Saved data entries
Segment Open

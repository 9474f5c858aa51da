//! HTTP-facing side of the relay: request validation, parameter coercion,
//! and uniform response shaping around the tracker client.

pub mod handlers;
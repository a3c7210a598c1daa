//! # scanboard-cli
//!
//! Command-line interface for the scanboard findings dashboard.
//!
//! ## Commands
//!
//! - **serve**: run the dashboard server (HTTP API + refresh loop)
//! - **summary**: load findings once and print the aggregates as tables
//!   or JSON

pub mod cli;
pub mod output;

pub use cli::run;
//! HTTP feed source.

use async_trait::async_trait;
use scanboard_core::RawFinding;
use tracing::debug;

use super::FindingSource;
use crate::SrvError;

/// Fetches a JSON array of raw findings from an HTTP endpoint.
pub struct FeedSource {
    url: String,
    http: reqwest::Client,
}

impl FeedSource {
    /// Create a source fetching from the given URL.
    #[must_use]
    pub fn new(url: String) -> Self {
        Self {
            url,
            http: reqwest::Client::new(),
        }
    }
}

#[async_trait]
impl FindingSource for FeedSource {
    async fn fetch(&self) -> crate::Result<Vec<RawFinding>> {
        debug!(url = %self.url, "fetching findings feed");

        let response = self
            .http
            .get(&self.url)
            .send()
            .await
            .map_err(|e| SrvError::Source(format!("feed request failed: {e}")))?;

        if !response.status().is_success() {
            return Err(SrvError::Source(format!(
                "feed returned {} for {}",
                response.status(),
                self.url
            )));
        }

        response
            .json()
            .await
            .map_err(|e| SrvError::Source(format!("feed body invalid: {e}")))
    }
}

#[cfg(test)]
mod tests {
    use super::*;
    use wiremock::matchers::{method, path};
    use wiremock::{Mock, MockServer, ResponseTemplate};

    #[tokio::test]
    async fn test_fetch_valid_feed() {
        let server = MockServer::start().await;
        Mock::given(method("GET"))
            .and(path("/findings"))
            .respond_with(ResponseTemplate::new(200).set_body_json(serde_json::json!([{
                "status": "PASS",
                "severity": "low",
                "service": "appinsights",
                "check_id": "appinsights_ensure_is_configured",
                "timestamp": "2024-05-01T12:00:00Z"
            }])))
            .mount(&server)
            .await;

        let source = FeedSource::new(format!("{}/findings", server.uri()));
        let batch = source.fetch().await.unwrap();
        assert_eq!(batch.len(), 1);
        assert_eq!(batch[0].severity, "low");
    }

    #[tokio::test]
    async fn test_fetch_server_error_is_source_error() {
        let server = MockServer::start().await;
        Mock::given(method("GET"))
            .respond_with(ResponseTemplate::new(500))
            .mount(&server)
            .await;

        let source = FeedSource::new(server.uri());
        let err = source.fetch().await.unwrap_err();
        assert!(matches!(err, SrvError::Source(_)));
    }

    #[tokio::test]
    async fn test_fetch_unreachable_is_source_error() {
        // Nothing listens here.
        let source = FeedSource::new("http://127.0.0.1:1/findings".into());
        let err = source.fetch().await.unwrap_err();
        assert!(matches!(err, SrvError::Source(_)));
    }
}
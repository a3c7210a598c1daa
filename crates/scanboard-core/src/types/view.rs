use chrono::{DateTime, Utc};
use serde::{Deserialize, Serialize};

use super::finding::{Finding, Severity, Status};

/// The three dashboard summary counters.
///
/// Always computed over the unfiltered collection: the cards show overall
/// posture even while the charts are filtered down to one severity.
#[derive(Debug, Clone, Copy, Default, PartialEq, Eq, Serialize, Deserialize)]
pub struct KpiTotals {
    /// Total checks evaluated
    pub total: usize,
    /// Checks with status FAIL
    pub fails: usize,
    /// Checks with status PASS
    pub passes: usize,
}

/// Working-set count for one (status, severity) pair, for grouped bars.
#[derive(Debug, Clone, PartialEq, Eq, Serialize, Deserialize)]
pub struct StatusSeverityCount {
    /// Check outcome
    pub status: Status,
    /// Severity bucket
    pub severity: Severity,
    /// Findings in the working set with this pair
    pub count: usize,
}

/// Working-set count for one severity, for the pie/donut shares.
#[derive(Debug, Clone, PartialEq, Eq, Serialize, Deserialize)]
pub struct SeverityCount {
    /// Severity bucket
    pub severity: Severity,
    /// Findings in the working set with this severity
    pub count: usize,
}

/// Working-set count for one (service, severity) pair.
///
/// Feeds both the stacked-bar and heatmap renderings. Pairs with zero
/// occurrences are omitted; a renderer that wants a dense grid fills the
/// implied zero cells itself.
#[derive(Debug, Clone, PartialEq, Eq, Serialize, Deserialize)]
pub struct ServiceSeverityCount {
    /// Service label
    pub service: String,
    /// Severity bucket
    pub severity: Severity,
    /// Findings in the working set with this pair
    pub count: usize,
}

/// One scatter-timeline point: a working-set row projected to the three
/// fields the timeline plots.
#[derive(Debug, Clone, PartialEq, Eq, Serialize, Deserialize)]
pub struct TimelinePoint {
    /// Service label (the y axis)
    pub service: String,
    /// Severity (the color)
    pub severity: Severity,
    /// Evaluation time (the x axis)
    pub timestamp: DateTime<Utc>,
}

/// Chart-ready data derived from the findings and the current filter.
///
/// Fully recomputed on every trigger, never patched incrementally. Grouped
/// counts are sparse and deterministically ordered; `rows` and `timeline`
/// keep the store's original order.
#[derive(Debug, Clone, PartialEq, Eq, Serialize, Deserialize)]
pub struct ViewModel {
    /// Summary counters over the unfiltered collection
    pub kpis: KpiTotals,
    /// Grouped-bar input: counts by (status, severity)
    pub status_by_severity: Vec<StatusSeverityCount>,
    /// Pie input: counts by severity
    pub severity_shares: Vec<SeverityCount>,
    /// Stacked-bar / heatmap input: counts by (service, severity)
    pub service_by_severity: Vec<ServiceSeverityCount>,
    /// The working set itself, in store order
    pub rows: Vec<Finding>,
    /// Scatter input: the working set projected to plot fields
    pub timeline: Vec<TimelinePoint>,
}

Segment Closed

§ TRY IT
Once the lines of the entries containing the word "dashboard" have been counted, report the number alone.

§ WORKED SOLUTION
3